The bill seeks to help close the opportunity gap between native English speakers and students who use English as a second language. But for some students in Kern County, it's already becoming a reality.
Students and parents at Nueva Vista Language Academy in Delano say the dual immersion program has positively impacted their children.
Third-grader Sarina Garcia is bilingual. She is one of many students enrolled in Nueva Vista Academy’s dual immersion program, a challenging program where Spanish is used as the target language of instruction.
“What I like when I’m learning about Spanish is to probably read and write.”
“I just believe that my kids speaking Spanish is going to serve them volumes later down the road," explained Nueva Vista school nurse and Sarina's mother Aracelly Garcia. "They might not understand the importance of it. I know it will do wonders for them as young adults.”

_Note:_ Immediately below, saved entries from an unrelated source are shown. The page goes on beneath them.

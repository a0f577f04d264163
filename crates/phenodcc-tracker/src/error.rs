//! Error types for the tracker store

use thiserror::Error;

/// Result type alias for tracker operations
pub type Result<T> = std::result::Result<T, TrackerError>;

#[derive(Error, Debug)]
pub enum TrackerError {
    /// Database query or connection error
    #[error("Tracker database error: {0}")]
    Sqlx(#[from] sqlx::Error),

    /// Could not reach the tracker database even after backing off
    #[error("Could not establish connection with the tracker database after {attempts} attempts")]
    ConnectionExhausted { attempts: u32 },

    /// A required enumeration row is missing from the seeded data
    #[error("Inconsistent tracker state: no {table} row named '{short_name}'")]
    MissingSeed {
        table: &'static str,
        short_name: String,
    },

    /// A row that must exist was not found
    #[error("No {entity} row with id {id}")]
    RowMissing { entity: &'static str, id: i64 },

    /// The supplied filename pattern does not compile
    #[error("Invalid filename pattern: {0}")]
    Pattern(#[from] regex::Error),
}

impl TrackerError {
    pub fn missing_seed(table: &'static str, short_name: impl Into<String>) -> Self {
        Self::MissingSeed {
            table,
            short_name: short_name.into(),
        }
    }
}
//! Post-ingest driver
//!
//! Downstream stages may carry implicit inter-document data
//! dependencies, so this stage is strictly single-threaded: specimen
//! documents always precede experiment documents of the same phase, and
//! within each group documents are processed in ascending created
//! order. Each external tool runs as a subprocess whose exit code is
//! interpreted here and recorded on a SessionTask row; a tool that was
//! not supplied is skipped with a warning and treated as success.

use std::path::{Path, PathBuf};
use std::process::Stdio;
use std::sync::Arc;

use tokio::process::Command;
use tracing::{error, info, warn};

use crate::config::{contents_dir, Settings};
use crate::error::Result;
use phenodcc_tracker::entities::{phase, status};
use phenodcc_tracker::{Tracker, XmlFile};

const SUCCESS: i32 = 0;
const FAILURE: i32 = 1;
const PARSE_ARGS_FAIL: i32 = 100;
const DB_PROPERTIES_FILE_NOT_FOUND: i32 = 101;
const MISSING_XML_FILE_PATH: i32 = 102;
const DB_ERROR_CONNECTION: i32 = 103;
const DB_ERROR_SERIALIZING: i32 = 104;

const SPECIMEN_PATTERN: &str = "%specimen%";
const EXPERIMENT_PATTERN: &str = "%experiment%";

/// Single-threaded stage driving serialisation, integrity checking,
/// context building and overview building over newly validated
/// documents.
pub struct PostIngest {
    tracker: Tracker,
    settings: Arc<Settings>,
    session_id: i64,
}

impl PostIngest {
    pub fn new(tracker: Tracker, settings: Arc<Settings>, session_id: i64) -> Self {
        Self {
            tracker,
            settings,
            session_id,
        }
    }

    /// Run every post-ingest stage; `true` when any document or tool
    /// failed.
    pub async fn run(&self) -> Result<bool> {
        info!("Will attempt to update the QC database");
        let mut any_failures = false;

        info!("Uploading data from XML documents");
        any_failures |= self.upload_documents(SPECIMEN_PATTERN, true).await?;
        any_failures |= self.upload_documents(EXPERIMENT_PATTERN, false).await?;

        info!("Validating recently uploaded data");
        any_failures |= self.validate_documents(SPECIMEN_PATTERN).await?;
        any_failures |= self.validate_documents(EXPERIMENT_PATTERN).await?;

        info!("Building overviews");
        any_failures |= self.build_overviews().await?;

        if any_failures {
            warn!("Finished updating the QC database with errors");
        } else {
            info!("Finished updating the QC database without errors");
        }
        Ok(any_failures)
    }

    /// Full path of an extracted document, from the canonical layout.
    async fn document_path(&self, xml: &XmlFile) -> Result<PathBuf> {
        let (zip_name, todo) = self.tracker.download_location(xml.zip_download_id).await?;
        let archive = self.settings.archive_path(&todo, &zip_name);
        Ok(contents_dir(&archive).join(&xml.fname))
    }

    // ------------------------------------------------------------------
    // Upload
    // ------------------------------------------------------------------

    async fn upload_documents(&self, pattern: &str, specimen_mode: bool) -> Result<bool> {
        let files = self
            .tracker
            .xml_files_by_phase_status_like(phase::XSD, status::DONE, pattern)
            .await?;
        if files.is_empty() {
            info!(pattern, "Did not find any schema-validated XML documents");
            return Ok(false);
        }

        let mut failed = 0;
        for xml in &files {
            self.tracker
                .set_xml_file_phase_status(xml.id, phase::UPLOAD, status::RUNNING)
                .await?;
            let exit = self.serialize_document(xml, specimen_mode).await?;
            if exit == SUCCESS {
                self.tracker
                    .set_xml_file_phase_status(xml.id, phase::DATA, status::PENDING)
                    .await?;
            } else {
                self.tracker
                    .set_xml_file_phase_status(xml.id, phase::UPLOAD, status::FAILED)
                    .await?;
                self.log_serializer_error(xml.id, exit).await?;
                failed += 1;
            }
        }
        if failed > 0 {
            warn!(failed, total = files.len(), pattern, "Documents failed upload");
        }
        Ok(failed > 0)
    }

    async fn serialize_document(&self, xml: &XmlFile, specimen_mode: bool) -> Result<i32> {
        let (Some(tool), Some(props)) = (
            self.settings.tools.serializer.as_ref(),
            self.settings.serializer_props.as_ref(),
        ) else {
            warn!("Skipping serialisation: serialiser tool or properties file was not supplied");
            return Ok(SUCCESS);
        };
        let path = self.document_path(xml).await?;
        let args = vec![
            "-t".to_string(),
            xml.id.to_string(),
            "-r".to_string(),
            xml.last_update.format("%Y-%m-%dT%H:%M:%S%z").to_string(),
            "-d".to_string(),
            props.display().to_string(),
            (if specimen_mode { "-s" } else { "-p" }).to_string(),
            path.display().to_string(),
        ];

        let task = self
            .tracker
            .begin_session_task(
                self.session_id,
                phase::UPLOAD,
                &format!("XML file: {}", path.display()),
            )
            .await?;
        let exit = run_tool(tool, &args).await;
        self.tracker.finish_session_task(task, exit as i64).await?;
        Ok(exit)
    }

    async fn log_serializer_error(&self, xml_id: i64, exit: i32) -> Result<()> {
        let message = match exit {
            PARSE_ARGS_FAIL => "Unable to parse data inserter invocation arguments".to_string(),
            DB_PROPERTIES_FILE_NOT_FOUND => {
                "Unable to find or access database properties file".to_string()
            }
            MISSING_XML_FILE_PATH => {
                "Path of the XML document to process must be specified".to_string()
            }
            DB_ERROR_CONNECTION => {
                "Unable to establish a connection with the database".to_string()
            }
            DB_ERROR_SERIALIZING => "Unable to serialise the XML data to database".to_string(),
            other => format!("Serialisation failed with exit code {other}"),
        };
        self.tracker
            .add_xml_log(xml_id, "DataInsertionException", &message, None, None)
            .await
            .map_err(Into::into)
    }

    // ------------------------------------------------------------------
    // Integrity and context
    // ------------------------------------------------------------------

    async fn validate_documents(&self, pattern: &str) -> Result<bool> {
        let files = self
            .tracker
            .xml_files_by_phase_status_like(phase::DATA, status::PENDING, pattern)
            .await?;
        if files.is_empty() {
            info!(pattern, "Did not find newly uploaded documents");
            return Ok(false);
        }

        let mut failed = 0;
        for xml in &files {
            self.tracker
                .set_xml_file_phase_status(xml.id, phase::DATA, status::RUNNING)
                .await?;
            let exit = self.check_data_integrity(xml.id).await?;
            if exit != SUCCESS {
                self.tracker
                    .set_xml_file_phase_status(xml.id, phase::DATA, status::FAILED)
                    .await?;
                failed += 1;
                continue;
            }

            self.tracker
                .set_xml_file_phase_status(xml.id, phase::CONTEXT, status::RUNNING)
                .await?;
            let exit = self.build_context(xml.id).await?;
            if exit == SUCCESS {
                self.tracker
                    .set_xml_file_phase_status(xml.id, phase::OVERVIEW, status::PENDING)
                    .await?;
            } else {
                self.tracker
                    .set_xml_file_phase_status(xml.id, phase::CONTEXT, status::FAILED)
                    .await?;
                failed += 1;
            }
        }
        if failed > 0 {
            warn!(failed, total = files.len(), pattern, "Documents failed data validation");
        }
        Ok(failed > 0)
    }

    async fn check_data_integrity(&self, xml_id: i64) -> Result<i32> {
        let (Some(tool), Some(vprops), Some(xprops)) = (
            self.settings.tools.integrity_checker.as_ref(),
            self.settings.validator_props.as_ref(),
            self.settings.validation_resources_props.as_ref(),
        ) else {
            warn!("Skipping data integrity check: validator tool or properties were not supplied");
            return Ok(SUCCESS);
        };
        let args = vec![
            "-t".to_string(),
            xml_id.to_string(),
            "-f".to_string(),
            vprops.display().to_string(),
            "-h".to_string(),
            xprops.display().to_string(),
        ];

        let task = self
            .tracker
            .begin_session_task(self.session_id, phase::DATA, &format!("XML file id: {xml_id}"))
            .await?;
        let exit = run_tool(tool, &args).await;
        self.tracker.finish_session_task(task, exit as i64).await?;
        Ok(exit)
    }

    async fn build_context(&self, xml_id: i64) -> Result<i32> {
        let (Some(tool), Some(props)) = (
            self.settings.tools.context_builder.as_ref(),
            self.settings.context_props.as_ref(),
        ) else {
            warn!("Skipping context building: context builder tool or properties were not supplied");
            return Ok(SUCCESS);
        };
        let args = vec![
            "-x".to_string(),
            xml_id.to_string(),
            "-r".to_string(),
            props.display().to_string(),
        ];

        let task = self
            .tracker
            .begin_session_task(
                self.session_id,
                phase::CONTEXT,
                &format!("XML file id: {xml_id}"),
            )
            .await?;
        let exit = run_tool(tool, &args).await;
        self.tracker.finish_session_task(task, exit as i64).await?;
        Ok(exit)
    }

    // ------------------------------------------------------------------
    // Overviews
    // ------------------------------------------------------------------

    async fn build_overviews(&self) -> Result<bool> {
        let (Some(tool), Some(database)) = (
            self.settings.tools.overview_builder.as_ref(),
            self.settings.tools.overview_database.as_ref(),
        ) else {
            warn!("Skipping overview building: overview builder or target database not configured");
            return Ok(false);
        };

        let mut collected = self
            .tracker
            .xml_files_by_phase_status_like(phase::OVERVIEW, status::PENDING, SPECIMEN_PATTERN)
            .await?;
        collected.extend(
            self.tracker
                .xml_files_by_phase_status_like(
                    phase::OVERVIEW,
                    status::PENDING,
                    EXPERIMENT_PATTERN,
                )
                .await?,
        );
        if collected.is_empty() {
            return Ok(false);
        }

        let task = self
            .tracker
            .begin_session_task(
                self.session_id,
                phase::OVERVIEW,
                &format!("Total number of XML files: {}", collected.len()),
            )
            .await?;
        for xml in &collected {
            self.tracker
                .set_xml_file_phase_status(xml.id, phase::OVERVIEW, status::RUNNING)
                .await?;
        }
        let exit = run_tool(tool, &[database.clone()]).await;
        self.tracker.finish_session_task(task, exit as i64).await?;

        let outcome = if exit == SUCCESS { status::DONE } else { status::FAILED };
        for xml in &collected {
            self.tracker
                .set_xml_file_phase_status(xml.id, phase::OVERVIEW, outcome)
                .await?;
        }
        Ok(exit != SUCCESS)
    }
}

/// Launch one external tool and fold its output into the log. A tool
/// that cannot be launched counts as a generic failure.
async fn run_tool(tool: &Path, args: &[String]) -> i32 {
    info!(tool = %tool.display(), args = %args.join(" "), "Launching tool");
    let output = Command::new(tool)
        .args(args)
        .stdout(Stdio::piped())
        .stderr(Stdio::piped())
        .output()
        .await;
    match output {
        Ok(output) => {
            for line in String::from_utf8_lossy(&output.stdout).lines() {
                info!(tool = %tool.display(), "{line}");
            }
            for line in String::from_utf8_lossy(&output.stderr).lines() {
                warn!(tool = %tool.display(), "{line}");
            }
            output.status.code().unwrap_or(FAILURE)
        }
        Err(e) => {
            error!(tool = %tool.display(), error = %e, "Failed to launch tool");
            FAILURE
        }
    }
}
//! SFTP driver
//!
//! Authenticates with the stored password, or, when the access key is
//! empty, with the public key from the local agent identity file
//! (`~/.ssh/id_rsa`). Host keys are not checked; the sources are
//! operator-provisioned.

use std::io::{self, Write};
use std::net::{TcpStream, ToSocketAddrs};
use std::path::{Path, PathBuf};
use std::time::Duration;

use ssh2::{Session, Sftp};
use tracing::debug;

use super::{RemoteEntry, SourceDriver, TransportError, TransportResult};
use phenodcc_tracker::FileSource;

pub struct SftpDriver {
    // The session must stay alive for the sftp channel to remain usable.
    _session: Session,
    sftp: Sftp,
    hostname: String,
}

impl SftpDriver {
    pub fn connect(source: &FileSource, timeout: Duration) -> TransportResult<Self> {
        let hostname = source.hostname.clone();
        debug!(hostname = %hostname, "Connecting to sftp server");

        let addr = (hostname.as_str(), 22)
            .to_socket_addrs()
            .map_err(|e| TransportError::Connect {
                host: hostname.clone(),
                message: e.to_string(),
            })?
            .next()
            .ok_or_else(|| TransportError::Connect {
                host: hostname.clone(),
                message: "hostname did not resolve".to_string(),
            })?;
        let tcp = TcpStream::connect_timeout(&addr, timeout).map_err(|e| {
            TransportError::Connect {
                host: hostname.clone(),
                message: e.to_string(),
            }
        })?;

        let mut session = Session::new().map_err(|e| TransportError::Connect {
            host: hostname.clone(),
            message: e.to_string(),
        })?;
        session.set_tcp_stream(tcp);
        session.handshake().map_err(|e| TransportError::Connect {
            host: hostname.clone(),
            message: e.to_string(),
        })?;

        // An empty access key means public-key authentication from the
        // local identity file.
        if source.accesskey.is_empty() {
            session
                .userauth_pubkey_file(&source.username, None, &identity_file(), None)
                .map_err(|e| TransportError::Auth {
                    host: hostname.clone(),
                    message: e.to_string(),
                })?;
        } else {
            session
                .userauth_password(&source.username, &source.accesskey)
                .map_err(|e| TransportError::Auth {
                    host: hostname.clone(),
                    message: e.to_string(),
                })?;
        }
        if !session.authenticated() {
            return Err(TransportError::Auth {
                host: hostname,
                message: "authentication was not accepted".to_string(),
            });
        }

        let sftp = session.sftp().map_err(|e| TransportError::Connect {
            host: hostname.clone(),
            message: e.to_string(),
        })?;

        debug!(hostname = %hostname, "Connected to sftp server");
        Ok(Self {
            _session: session,
            sftp,
            hostname,
        })
    }
}

fn identity_file() -> PathBuf {
    let home = std::env::var("HOME").unwrap_or_default();
    Path::new(&home).join(".ssh").join("id_rsa")
}

impl SourceDriver for SftpDriver {
    fn list_archives(&mut self, dir: &str) -> TransportResult<Vec<RemoteEntry>> {
        let listing = self
            .sftp
            .readdir(Path::new(dir))
            .map_err(|e| TransportError::List {
                path: dir.to_string(),
                message: e.to_string(),
            })?;
        let entries = listing
            .into_iter()
            .filter(|(_, stat)| stat.is_file())
            .filter_map(|(path, stat)| {
                let name = path.file_name()?.to_str()?.to_string();
                name.ends_with(".zip").then(|| RemoteEntry {
                    name,
                    size: stat.size.unwrap_or(0),
                })
            })
            .collect();
        Ok(entries)
    }

    fn fetch(&mut self, path: &str, sink: &mut dyn Write) -> TransportResult<()> {
        let mut remote = self
            .sftp
            .open(Path::new(path))
            .map_err(|e| TransportError::Fetch {
                path: path.to_string(),
                message: e.to_string(),
            })?;
        io::copy(&mut remote, sink).map_err(|e| TransportError::Fetch {
            path: path.to_string(),
            message: e.to_string(),
        })?;
        Ok(())
    }

    fn close(&mut self) {
        debug!(hostname = %self.hostname, "Closing sftp session");
    }
}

Nueva Vista Language Academy Principal Joshua Herrera says when students enter the program some are learning Spanish or English for the first time.
“So in kindergarten, 90% of their day is in Spanish, 10% is in English and that is served through our English language development block. In first grade, it is in 80% Spanish, and 20% in English. So they will throw in a subject area of science and English throughout the year. In second and third grade, the English increases. By the time the students are in 4th, 5th, and 6th grade, 50% of their day is in English and in Spanish.”
“The dual immersion program is not different than any other program out there so our students learn the same math, multiplication, fractions, everything is still the same,” continued Herrera. “The difference is not only are they learning fractions, not only are they learning time in second grade, but also they are learning it in a separate language as well.”
Third-grader Anahali Vasquez says the program helped her learn English quickly.
“It's a simple language yet it has weird spellings.”
Her mom, Rebecca Bustillo, a speech pathologist, says it was important that her daughter learn to communicate with others who speak a different language.
“All of us know the importance of being bilingual, being able to communicate with the parents here, and being able to communicate with so many different, people with so many different countries.”
Sarina’s mom says the program is a challenge but it allowed her daughter to become more well-rounded inside and outside of the classroom.
"I would have to say that any parent that is interested in this program and does decide to move forward with it. It very much is a process and we have to trust that process."